Bastian was never good at coping with the emotions of others, which made it very hard for him to make friends.  Even at his old school on the east coast, people only liked him because his father, Edward Rennington was a famous author and girls would use him to get close to his reasonably attractive older brother, there are prime examples of the emotions of lust ruining Sebastian’s life.

His father always told him that he should just be himself and friends would find him.  Unfortunately Sebastian was a fifteen year old tall, lanky human with incredibly long fingers and big hands and an incredible aptitude for math and science while also retaining the ability to bring a grown man to tears with his pianos.  Who would want to be friends with a weirdo like that?

Sebastian and Xander walked further apart than Bastian would have liked; in public Xander never acknowledged Bastian’s existence let alone that he was family.  Xander was currently speed walking to the front office to sign in while Bastian took his sweet time playing the air piano hearing the notes perfectly in his head.  He was aware of the odd looks the other students gave him.  Idaho was inhospitable at best.

Bastian crossed the short distance left to the front office and stepped up to the counter.  Xander had already come and gone.

“Sebastian Rennington,” he announced to the secretary in a monotone.

“You must be Alexander’s brother,” said the secretary more bouncy than Bastian thought was necessary.  “Here’s your schedule,” she handed him a piece of paper with eight classes listed, “and sign this form saying you got here on time.”  Sebastian signed the clipboard shoved in front of him, gave a week smile and left the office in search of his first class, band.

He opened the door to see a room full of kids already, even though first period didn’t start for a half hour.  They were in the middle of playing a piece, and they seemed uninterrupted, so Bastian continued closing the door as lightly as possible.  It only took them a few minutes to finish the piece.  It was common marching band song; he’d played it many times before.

When the student conductor lowered her gloved hands, she and the teacher, Bastian glanced at his schedule, Mr. Baldwin, approached him.

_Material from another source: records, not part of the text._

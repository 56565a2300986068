use std::sync::{Arc, Mutex, MutexGuard};
use tokio::sync::broadcast;
use vforx_core::config::{Config, Runtime};
use vforx_core::reconstructor::FileSpectrumReconstructor;
use vforx_core::redraw::{RedrawCoordinator, RedrawEvent};
use vforx_core::receiver::Receiver;
use vforx_core::waterfall::WaterfallImage;

/// Recording-backed waterfall: the image and the thread refilling it.
pub struct History {
    pub image: Arc<WaterfallImage>,
    pub coordinator: RedrawCoordinator,
    start_ms: i64,
}

impl History {
    pub fn new(
        image: Arc<WaterfallImage>,
        coordinator: RedrawCoordinator,
        reconstructor: &Mutex<FileSpectrumReconstructor>,
    ) -> Self {
        let start_ms = match reconstructor.lock() {
            Ok(r) => r.history_start_ms(),
            Err(poisoned) => poisoned.into_inner().history_start_ms(),
        };
        Self {
            image,
            coordinator,
            start_ms,
        }
    }

    /// Timestamp of the first recorded sample, read once at startup.
    pub fn start_ms(&self) -> i64 {
        self.start_ms
    }
}

pub struct AppState {
    pub cfg: Config,
    pub rt: Runtime,
    receiver: Arc<Mutex<Receiver>>,
    pub history: Option<History>,
    pub events: broadcast::Sender<RedrawEvent>,
}

impl AppState {
    pub fn new(
        cfg: Config,
        rt: Runtime,
        receiver: Arc<Mutex<Receiver>>,
        history: Option<History>,
        events: broadcast::Sender<RedrawEvent>,
    ) -> Self {
        Self {
            cfg,
            rt,
            receiver,
            history,
            events,
        }
    }

    pub fn receiver(&self) -> MutexGuard<'_, Receiver> {
        lock_receiver(&self.receiver)
    }
}

pub fn lock_receiver(receiver: &Mutex<Receiver>) -> MutexGuard<'_, Receiver> {
    match receiver.lock() {
        Ok(g) => g,
        Err(poisoned) => {
            tracing::error!("receiver mutex poisoned; recovering");
            poisoned.into_inner()
        }
    }
}

#[cfg(test)]
mod tests {
    use super::*;
    use vforx_core::codec::SampleFormat;
    use vforx_core::dsp::window::WindowKind;
    use vforx_core::reconstructor::{FftParams, ReconstructorConfig};
    use vforx_core::waterfall::{line_sink, WaterfallView};

    #[test]
    fn history_start_is_readable_while_the_pool_is_busy() {
        let image = Arc::new(WaterfallImage::new(16, 4, 100.0));
        let view: Arc<dyn WaterfallView> = image.clone();
        let cfg = ReconstructorConfig {
            path: None,
            format: SampleFormat::Cs16,
            sample_rate: 1000.0,
            threads: 1,
            fft: FftParams {
                size: 16,
                oversample: 1,
                window: WindowKind::Hann,
            },
            base_ms: 1_234,
        };
        let recon = FileSpectrumReconstructor::new(cfg, line_sink(Arc::clone(&view))).unwrap();
        let reconstructor = Arc::new(Mutex::new(recon));
        let (tx, _rx) = broadcast::channel(8);
        let coordinator =
            RedrawCoordinator::spawn(Arc::clone(&reconstructor), view, tx, 0).unwrap();
        let history = History::new(image, coordinator, &reconstructor);

        let _held = reconstructor.lock().unwrap();
        assert_eq!(history.start_ms(), 1_234);
    }
}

“Can we help you?” asked the tall, skinny Mr. Baldwin.

“Yes, I signed up for band and I got it on my schedule—,” began Bastian.

“I was notified of you,” said Mr. Baldwin in a brisk voice, then in a softer voice, “You can be her during class for attendance purposes, and you are more than welcome to sit in on our early morning practice, but I’m afraid I can’t let you play until I or the drum major Elizabeth here has time to audition you.”

Bastian nodded, and replied, “There is no place I would rather be than were music is being played.”  

He walked over to an empty seat in the corner and pulled out his note book of sheet music while Elizabeth raised her hands and shouted, “Take it from the top.”

Time passed by and the bell for first period rang and no one moved.  They kept on playing through the bell.  After they finished that piece, Mr. Baldwin came over to Bastian and said over his shoulder, “That’s pretty interesting.”

“What is?” asked Bastian.  The band began playing a new piece as Mr. Baldwin pulled up another chair to sit by Bastian.

“The music you are writing down,” he replied.  “How long did it take you to do that?” he asked while reaching out for the book.

Bastian flipped to the beginning of the piece, about four full pages, front and back.  “I started a few days ago as My brother and I started on our move.  I’m only about halfway done.”  Mr. Baldwin remained silent as he flipped through the book, about three hundred pages of musical notation.

“Fascinating,” he whispered.  “What instrument do you play?”

“Piano,” replied Bastian, “for about twelve years now.”

Mr. Baldwin’s eyes widened.  “Is that he only instrument?”

“Yeah, I guess it’s not much for a marching band.”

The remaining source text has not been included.